E-mail:  aolukay@yahoo.com, owohunwapatrick@yahoo.com,

Abstract

Password authentication is a basic form of information security for computers and communication systems where passwords recalled from human memory are used to validate users before allowing them access to their different secure resources like personal computers, e-mail, individual bank accounts, social networks to mention a few. Therefore, today users have many passwords and find it difficult to create them according to the established password security guidelines. Instead, most users write down their passwords, and use one password for multiple accounts while others settle for simple, short, personal names of family members, dates, dictionary words, and unsecure passwords due to human memory limitation.
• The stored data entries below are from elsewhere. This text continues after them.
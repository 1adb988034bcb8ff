//! Telemetry fetching.
//!
//! The [`Fetcher`] trait is the seam between the refresh state machine and
//! the network; [`HttpFetcher`] is the real implementation over `reqwest`.

use crate::core::config::{BasicAuth, PollConfig};
use crate::core::{Result, Target, VarmonError};
use reqwest::StatusCode;
use serde_json::Value;
use std::time::Duration;

/// Source of decoded telemetry snapshots.
#[async_trait::async_trait]
pub trait Fetcher: Send + Sync {
    /// Fetch one decoded JSON object from the target.
    async fn fetch(&self, target: &Target) -> Result<Value>;
}

/// Fetches expvar JSON over HTTP with a per-request timeout.
#[derive(Debug, Clone)]
pub struct HttpFetcher {
    client: reqwest::Client,
    timeout: Duration,
    basic_auth: Option<BasicAuth>,
}

impl HttpFetcher {
    /// Create a fetcher with the given request timeout.
    pub fn new(timeout: Duration, basic_auth: Option<BasicAuth>) -> Result<Self> {
        let client = reqwest::Client::builder()
            .timeout(timeout)
            .user_agent(concat!("varmon/", env!("CARGO_PKG_VERSION")))
            .build()?;

        Ok(Self {
            client,
            timeout,
            basic_auth,
        })
    }

    /// Create a fetcher from the poll section of the configuration.
    pub fn from_config(poll: &PollConfig) -> Result<Self> {
        Self::new(poll.timeout, poll.basic_auth.clone())
    }

    fn timeout_error(&self) -> VarmonError {
        VarmonError::Timeout {
            timeout_ms: u64::try_from(self.timeout.as_millis()).unwrap_or(u64::MAX),
        }
    }
}

#[async_trait::async_trait]
impl Fetcher for HttpFetcher {
    async fn fetch(&self, target: &Target) -> Result<Value> {
        let mut request = self.client.get(target.url().clone());
        if let Some(auth) = &self.basic_auth {
            request = request.basic_auth(&auth.user, Some(&auth.password));
        }

        let response = request.send().await.map_err(|e| {
            if e.is_timeout() {
                self.timeout_error()
            } else {
                VarmonError::from(e)
            }
        })?;

        match response.status() {
            StatusCode::NOT_FOUND => return Err(VarmonError::NotFound(target.to_string())),
            status if !status.is_success() => {
                return Err(VarmonError::fetch(format!("{target} responded with {status}")));
            },
            _ => {},
        }

        let body = response.bytes().await.map_err(|e| {
            if e.is_timeout() {
                self.timeout_error()
            } else {
                VarmonError::from(e)
            }
        })?;
        let payload: Value = serde_json::from_slice(&body)?;

        if !payload.is_object() {
            return Err(VarmonError::invalid_payload(format!(
                "{target} did not return a JSON object"
            )));
        }
        Ok(payload)
    }
}

#[cfg(test)]
mod tests {
    use super::*;

    #[test]
    fn test_timeout_error_reports_millis() {
        let fetcher = HttpFetcher::new(Duration::from_millis(1500), None).unwrap();
        match fetcher.timeout_error() {
            VarmonError::Timeout { timeout_ms } => assert_eq!(timeout_ms, 1500),
            other => panic!("unexpected error: {other}"),
        }
    }

    #[test]
    fn test_from_config_carries_auth() {
        let poll = PollConfig {
            basic_auth: Some(BasicAuth {
                user: "admin".to_string(),
                password: "secret".to_string(),
            }),
            ..PollConfig::default()
        };
        let fetcher = HttpFetcher::from_config(&poll).unwrap();
        assert_eq!(fetcher.basic_auth, poll.basic_auth);
        assert_eq!(fetcher.timeout, Duration::from_secs(1));
    }
}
Recall-based graphical password schemes are one of many proposed mechanisms for user authentication based on the premise that human memory is better at remembering images than textual information.  Most of these schemes have worked on the usability and security enhancement. The present study is mainly focused on the security analysis of the existing graphical authentication methods with discussions on different aspects of password security. The paper starts by categorizing the existing graphical schemes into three major types according to memory tasks: recall, cue recall and recognition tasks of human memory.  A total of seven schemes are chosen from each of the three categories and each of the schemes was extensively discussed. We review a number of criterions for measuring efficiency of authentication systems and examined different conventional password attack methods. Password space and password entropy formulae and calculations related to the schemes are also presented in this paper. A comprehensive analysis of each authentication method highlighting their password entropy and vulnerability to different password attacks was presented. In conclusion, some suggestions are given for future work.